> Saved entries:

· · ·

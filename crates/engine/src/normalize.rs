// Symbol normalization — collapses each source's composite security labels
// onto the bare symbol so mappings from different providers become
// comparable.

use crate::table::Cell;

/// Composite labels that are currency conversion lines rather than
/// securities; their suffix is already the bare code.
const CURRENCY_PREFIXES: [&str; 2] = ["Dólar Cable", "Peso Argentino"];

/// Canonical symbol for a raw label cell.
///
/// Total over all cells: non-text cells (numeric codes, empties) pass
/// through unchanged, as does text without a hyphen.
pub fn normalize(label: &Cell) -> Cell {
    match label {
        Cell::Text(s) => Cell::Text(normalize_text(s)),
        other => other.clone(),
    }
}

/// Canonical symbol for a raw label string.
///
/// A hyphenated label splits into the text before the first hyphen
/// (`prefix`) and the text after the last hyphen (`suffix`), both trimmed.
/// Known issuance prefixes (ADR, CEDEAR classes, currency conversion
/// lines) are dropped outright; otherwise an `EXT` or `ADR` marker found
/// anywhere in the label is folded back onto the suffix so the same paper
/// keeps one key across exports.
pub fn normalize_text(label: &str) -> String {
    let (Some((head, _)), Some((_, tail))) = (label.split_once('-'), label.rsplit_once('-'))
    else {
        return label.to_string();
    };
    let prefix = head.trim();
    let suffix = tail.trim();

    if prefix == "ADR"
        || prefix.starts_with("CEDEAR")
        || CURRENCY_PREFIXES.contains(&prefix)
    {
        suffix.to_string()
    } else if label.contains("EXT") && !suffix.ends_with("EXT") {
        format!("{suffix} EXT")
    } else if label.contains("ADR") && !suffix.starts_with("ADR") {
        format!("{suffix} ADR")
    } else {
        suffix.to_string()
    }
}

#[cfg(test)]
mod tests {
    use super::*;

    #[test]
    fn adr_prefix_is_dropped() {
        assert_eq!(normalize_text("ADR-XYZ"), "XYZ");
        assert_eq!(normalize_text("ADR - XYZ"), "XYZ");
    }

    #[test]
    fn cedear_class_prefix_is_dropped() {
        assert_eq!(normalize_text("CEDEAR Class-ABC"), "ABC");
        assert_eq!(normalize_text("CEDEAR-ABC"), "ABC");
    }

    #[test]
    fn currency_conversion_prefixes_are_dropped() {
        assert_eq!(normalize_text("Dólar Cable-AAPL"), "AAPL");
        assert_eq!(normalize_text("Peso Argentino-GGAL"), "GGAL");
    }

    #[test]
    fn ext_marker_folds_onto_suffix() {
        assert_eq!(normalize_text("FOO EXT-BAR"), "BAR EXT");
        // Suffix already carries the marker: left alone
        assert_eq!(normalize_text("FOO-BAR EXT"), "BAR EXT");
    }

    #[test]
    fn adr_marker_folds_onto_suffix() {
        assert_eq!(normalize_text("FOO ADR-BAR"), "BAR ADR");
        assert_eq!(normalize_text("FOO-ADR BAR"), "ADR BAR");
    }

    #[test]
    fn plain_hyphen_takes_suffix() {
        assert_eq!(normalize_text("FOO-BAR"), "BAR");
        assert_eq!(normalize_text("A-B-C"), "C");
    }

    #[test]
    fn no_hyphen_passes_through() {
        assert_eq!(normalize_text("NOHYPHEN"), "NOHYPHEN");
    }

    #[test]
    fn non_text_cells_pass_through() {
        assert_eq!(normalize(&Cell::Number(42.0)), Cell::Number(42.0));
        assert_eq!(normalize(&Cell::Empty), Cell::Empty);
    }
}
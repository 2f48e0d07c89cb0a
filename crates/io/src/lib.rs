// Source decoding - byte buffers from the upload layer into engine tables

pub mod delim;
pub mod xlsx;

· · ·

> Problem statement: Every line of the data above should be copied exactly.

> Written response:
filename crates/engine/src/normalize.rs
// Symbol normalization — collapses each source's composite security labels
// onto the bare symbol so mappings from different providers become
// comparable.

use crate::table::Cell;

/// Composite labels that are currency conversion lines rather than
/// securities; their suffix is already the bare code.
const CURRENCY_PREFIXES: [&str; 2] = ["Dólar Cable", "Peso Argentino"];

/// Canonical symbol for a raw label cell.
///
/// Total over all cells: non-text cells (numeric codes, empties) pass
/// through unchanged, as does text without a hyphen.
pub fn normalize(label: &Cell) -> Cell {
    match label {
        Cell::Text(s) => Cell::Text(normalize_text(s)),
        other => other.clone(),
    }
}

/// Canonical symbol for a raw label string.
///
/// A hyphenated label splits into the text before the first hyphen
/// (`prefix`) and the text after the last hyphen (`suffix`), both trimmed.
/// Known issuance prefixes (ADR, CEDEAR classes, currency conversion
/// lines) are dropped outright; otherwise an `EXT` or `ADR` marker found
/// anywhere in the label is folded back onto the suffix so the same paper
/// keeps one key across exports.
pub fn normalize_text(label: &str) -> String {
    let (Some((head, _)), Some((_, tail))) = (label.split_once('-'), label.rsplit_once('-'))
    else {
        return label.to_string();
    };
    let prefix = head.trim();
    let suffix = tail.trim();

    if prefix == "ADR"
        || prefix.starts_with("CEDEAR")
        || CURRENCY_PREFIXES.contains(&prefix)
    {
        suffix.to_string()
    } else if label.contains("EXT") && !suffix.ends_with("EXT") {
        format!("{suffix} EXT")
    } else if label.contains("ADR") && !suffix.starts_with("ADR") {
        format!("{suffix} ADR")
    } else {
        suffix.to_string()
    }
}

#[cfg(test)]
mod tests {
    use super::*;

    #[test]
    fn adr_prefix_is_dropped() {
        assert_eq!(normalize_text("ADR-XYZ"), "XYZ");
        assert_eq!(normalize_text("ADR - XYZ"), "XYZ");
    }

    #[test]
    fn cedear_class_prefix_is_dropped() {
        assert_eq!(normalize_text("CEDEAR Class-ABC"), "ABC");
        assert_eq!(normalize_text("CEDEAR-ABC"), "ABC");
    }

    #[test]
    fn currency_conversion_prefixes_are_dropped() {
        assert_eq!(normalize_text("Dólar Cable-AAPL"), "AAPL");
        assert_eq!(normalize_text("Peso Argentino-GGAL"), "GGAL");
    }

    #[test]
    fn ext_marker_folds_onto_suffix() {
        assert_eq!(normalize_text("FOO EXT-BAR"), "BAR EXT");
        // Suffix already carries the marker: left alone
        assert_eq!(normalize_text("FOO-BAR EXT"), "BAR EXT");
    }

    #[test]
    fn adr_marker_folds_onto_suffix() {
        assert_eq!(normalize_text("FOO ADR-BAR"), "BAR ADR");
        assert_eq!(normalize_text("FOO-ADR BAR"), "ADR BAR");
    }

    #[test]
    fn plain_hyphen_takes_suffix() {
        assert_eq!(normalize_text("FOO-BAR"), "BAR");
        assert_eq!(normalize_text("A-B-C"), "C");
    }

    #[test]
    fn no_hyphen_passes_through() {
        assert_eq!(normalize_text("NOHYPHEN"), "NOHYPHEN");
    }

    #[test]
    fn non_text_cells_pass_through() {
        assert_eq!(normalize(&Cell::Number(42.0)), Cell::Number(42.0));
        assert_eq!(normalize(&Cell::Empty), Cell::Empty);
    }
}
repository 2f48e0d07c89cb0a
filename crates/io/src/lib.rs
// Source decoding - byte buffers from the upload layer into engine tables

pub mod delim;
pub mod xlsx;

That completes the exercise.